The listing is to be duplicated in full, exactly as written.
_____
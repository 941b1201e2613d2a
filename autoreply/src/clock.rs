//! Time sources.
//!
//! Wall time drives persisted timestamps and scheduling windows; the
//! monotonic reading drives rate windows and pause deadlines.

use std::sync::Arc;
use std::time::{Duration, Instant};

use chrono::{DateTime, Utc};
use parking_lot::Mutex;

pub trait Clock: Send + Sync + std::fmt::Debug {
    fn now(&self) -> DateTime<Utc>;
    fn monotonic(&self) -> Instant;
}

pub type SharedClock = Arc<dyn Clock>;

#[derive(Debug, Default, Clone, Copy)]
pub struct SystemClock;

impl Clock for SystemClock {
    fn now(&self) -> DateTime<Utc> {
        Utc::now()
    }

    fn monotonic(&self) -> Instant {
        Instant::now()
    }
}

/// A clock that only moves when told to.
#[derive(Debug)]
pub struct ManualClock {
    wall_origin: DateTime<Utc>,
    mono_origin: Instant,
    elapsed: Mutex<Duration>,
}

impl ManualClock {
    pub fn new(start: DateTime<Utc>) -> Self {
        Self {
            wall_origin: start,
            mono_origin: Instant::now(),
            elapsed: Mutex::new(Duration::ZERO),
        }
    }

    pub fn advance(&self, by: Duration) {
        *self.elapsed.lock() += by;
    }

    pub fn advance_secs(&self, secs: u64) {
        self.advance(Duration::from_secs(secs));
    }
}

impl Clock for ManualClock {
    fn now(&self) -> DateTime<Utc> {
        let elapsed = *self.elapsed.lock();
        self.wall_origin + chrono::Duration::from_std(elapsed).unwrap_or_default()
    }

    fn monotonic(&self) -> Instant {
        self.mono_origin + *self.elapsed.lock()
    }
}

pub fn system() -> SharedClock {
    Arc::new(SystemClock)
}
#[tokio::test]
async fn test_concurrent_pass_on_same_monitor_is_skipped() {
    let h = harness(SubscriptionTier::Free);
    h.add_monitor("m1", &[]).await;
    *h.platform.fetch_delay.lock() = Duration::from_millis(50);

    let (a, b) = tokio::join!(
        h.processor.process_monitor("m1"),
        h.processor.process_monitor("m1")
    );
    let skipped: Vec<_> = [&a, &b].iter().filter_map(|r| r.skipped).collect();
    assert_eq!(skipped, vec![SkipReason::AlreadyRunning]);

    // The lock is released once the pass finishes.
    *h.platform.fetch_delay.lock() = Duration::ZERO;
    assert_eq!(h.processor.process_monitor("m1").await.skipped, None);
}

#[tokio::test]
async fn test_paused_system_processes_nothing() {
    let h = harness(SubscriptionTier::Free);
    h.add_rule("hi", &["hello"], &["Hi!"], 0).await;
    h.add_monitor("m1", &["hi"]).await;
    h.comment("c1", "hello", 5);
    h.processor.governor().pause_for(Duration::from_secs(300));

    let report = h.processor.process_monitor("m1").await;
    assert_eq!(report.responded(), 0);
    assert!(h.platform.replies().is_empty());
}

#[tokio::test]
async fn test_unanswered_comments_are_counted_once() {
    let h = harness(SubscriptionTier::Free);
    h.add_rule("hi", &["hello"], &["Hi!"], 0).await;
    h.add_monitor("m1", &["hi"]).await;
    h.comment("spam", "HELLO CLICK HERE FOR FREE MONEY", 5);
    h.comment("chat", "lovely colours", 6);

    for _ in 0..3 {
        let report = h.processor.process_monitor("m1").await;
        assert_eq!(report.per_post[0].filtered, 1);
        assert_eq!(report.per_post[0].no_rule_matched, 1);
        h.clock.advance_secs(60);
    }

    let monitor = h.repos.monitors.get_monitor("m1").await.unwrap();
    assert_eq!(monitor.stats.comments_found, 2);
    assert_eq!(monitor.stats.spam_detected, 1);
}

#[tokio::test]
async fn test_status_change_during_pass_survives_progress_save() {
    let h = harness(SubscriptionTier::Free);
    h.add_rule("hi", &["hello"], &["Hi!"], 0).await;
    h.add_monitor("m1", &["hi"]).await;
    h.comment("c1", "hello", 5);
    *h.platform.status_on_fetch.lock() =
        Some((h.repos.monitors.clone(), "m1".to_string(), MonitorStatus::Paused));

    let report = h.processor.process_monitor("m1").await;
    assert!(report.success);

    let monitor = h.repos.monitors.get_monitor("m1").await.unwrap();
    assert_eq!(monitor.status, MonitorStatus::Paused);
    assert_eq!(monitor.stats.responses_sent, 1);
    assert!(monitor.last_checked_at.is_some());
}

#[tokio::test]
async fn test_pass_stops_when_monitor_leaves_active_between_posts() {
    let h = harness(SubscriptionTier::Free);
    h.add_rule("hi", &["hello"], &["Hi!"], 0).await;
    h.add_monitor_on("m1", &["post-1", "post-2"], &["hi"]).await;
    h.comment_on("post-1", "c1", "hello", 5);
    h.comment_on("post-2", "c2", "hello", 5);
    *h.platform.status_on_fetch.lock() =
        Some((h.repos.monitors.clone(), "m1".to_string(), MonitorStatus::Archived));

    let report = h.processor.process_monitor("m1").await;
    assert_eq!(report.posts_processed, 1);
    assert_eq!(report.per_post.len(), 1);
    assert_eq!(h.platform.replies().len(), 1);

    let monitor = h.repos.monitors.get_monitor("m1").await.unwrap();
    assert_eq!(monitor.status, MonitorStatus::Archived);
}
_____
PROBLEM SOLUTION:
repository 941b1201e2613d2a
filename autoreply/src/clock.rs
//! Time sources.
//!
//! Wall time drives persisted timestamps and scheduling windows; the
//! monotonic reading drives rate windows and pause deadlines.

use std::sync::Arc;
use std::time::{Duration, Instant};

use chrono::{DateTime, Utc};
use parking_lot::Mutex;

pub trait Clock: Send + Sync + std::fmt::Debug {
    fn now(&self) -> DateTime<Utc>;
    fn monotonic(&self) -> Instant;
}

pub type SharedClock = Arc<dyn Clock>;

#[derive(Debug, Default, Clone, Copy)]
pub struct SystemClock;

impl Clock for SystemClock {
    fn now(&self) -> DateTime<Utc> {
        Utc::now()
    }

    fn monotonic(&self) -> Instant {
        Instant::now()
    }
}

/// A clock that only moves when told to.
#[derive(Debug)]
pub struct ManualClock {
    wall_origin: DateTime<Utc>,
    mono_origin: Instant,
    elapsed: Mutex<Duration>,
}

impl ManualClock {
    pub fn new(start: DateTime<Utc>) -> Self {
        Self {
            wall_origin: start,
            mono_origin: Instant::now(),
            elapsed: Mutex::new(Duration::ZERO),
        }
    }

    pub fn advance(&self, by: Duration) {
        *self.elapsed.lock() += by;
    }

    pub fn advance_secs(&self, secs: u64) {
        self.advance(Duration::from_secs(secs));
    }
}

impl Clock for ManualClock {
    fn now(&self) -> DateTime<Utc> {
        let elapsed = *self.elapsed.lock();
        self.wall_origin + chrono::Duration::from_std(elapsed).unwrap_or_default()
    }

    fn monotonic(&self) -> Instant {
        self.mono_origin + *self.elapsed.lock()
    }
}

pub fn system() -> SharedClock {
    Arc::new(SystemClock)
}
#[tokio::test]
async fn test_concurrent_pass_on_same_monitor_is_skipped() {
    let h = harness(SubscriptionTier::Free);
    h.add_monitor("m1", &[]).await;
    *h.platform.fetch_delay.lock() = Duration::from_millis(50);

    let (a, b) = tokio::join!(
        h.processor.process_monitor("m1"),
        h.processor.process_monitor("m1")
    );
    let skipped: Vec<_> = [&a, &b].iter().filter_map(|r| r.skipped).collect();
    assert_eq!(skipped, vec![SkipReason::AlreadyRunning]);

    // The lock is released once the pass finishes.
    *h.platform.fetch_delay.lock() = Duration::ZERO;
    assert_eq!(h.processor.process_monitor("m1").await.skipped, None);
}

#[tokio::test]
async fn test_paused_system_processes_nothing() {
    let h = harness(SubscriptionTier::Free);
    h.add_rule("hi", &["hello"], &["Hi!"], 0).await;
    h.add_monitor("m1", &["hi"]).await;
    h.comment("c1", "hello", 5);
    h.processor.governor().pause_for(Duration::from_secs(300));

    let report = h.processor.process_monitor("m1").await;
    assert_eq!(report.responded(), 0);
    assert!(h.platform.replies().is_empty());
}

#[tokio::test]
async fn test_unanswered_comments_are_counted_once() {
    let h = harness(SubscriptionTier::Free);
    h.add_rule("hi", &["hello"], &["Hi!"], 0).await;
    h.add_monitor("m1", &["hi"]).await;
    h.comment("spam", "HELLO CLICK HERE FOR FREE MONEY", 5);
    h.comment("chat", "lovely colours", 6);

    for _ in 0..3 {
        let report = h.processor.process_monitor("m1").await;
        assert_eq!(report.per_post[0].filtered, 1);
        assert_eq!(report.per_post[0].no_rule_matched, 1);
        h.clock.advance_secs(60);
    }

    let monitor = h.repos.monitors.get_monitor("m1").await.unwrap();
    assert_eq!(monitor.stats.comments_found, 2);
    assert_eq!(monitor.stats.spam_detected, 1);
}

#[tokio::test]
async fn test_status_change_during_pass_survives_progress_save() {
    let h = harness(SubscriptionTier::Free);
    h.add_rule("hi", &["hello"], &["Hi!"], 0).await;
    h.add_monitor("m1", &["hi"]).await;
    h.comment("c1", "hello", 5);
    *h.platform.status_on_fetch.lock() =
        Some((h.repos.monitors.clone(), "m1".to_string(), MonitorStatus::Paused));

    let report = h.processor.process_monitor("m1").await;
    assert!(report.success);

    let monitor = h.repos.monitors.get_monitor("m1").await.unwrap();
    assert_eq!(monitor.status, MonitorStatus::Paused);
    assert_eq!(monitor.stats.responses_sent, 1);
    assert!(monitor.last_checked_at.is_some());
}

#[tokio::test]
async fn test_pass_stops_when_monitor_leaves_active_between_posts() {
    let h = harness(SubscriptionTier::Free);
    h.add_rule("hi", &["hello"], &["Hi!"], 0).await;
    h.add_monitor_on("m1", &["post-1", "post-2"], &["hi"]).await;
    h.comment_on("post-1", "c1", "hello", 5);
    h.comment_on("post-2", "c2", "hello", 5);
    *h.platform.status_on_fetch.lock() =
        Some((h.repos.monitors.clone(), "m1".to_string(), MonitorStatus::Archived));

    let report = h.processor.process_monitor("m1").await;
    assert_eq!(report.posts_processed, 1);
    assert_eq!(report.per_post.len(), 1);
    assert_eq!(h.platform.replies().len(), 1);

    let monitor = h.repos.monitors.get_monitor("m1").await.unwrap();
    assert_eq!(monitor.status, MonitorStatus::Archived);
}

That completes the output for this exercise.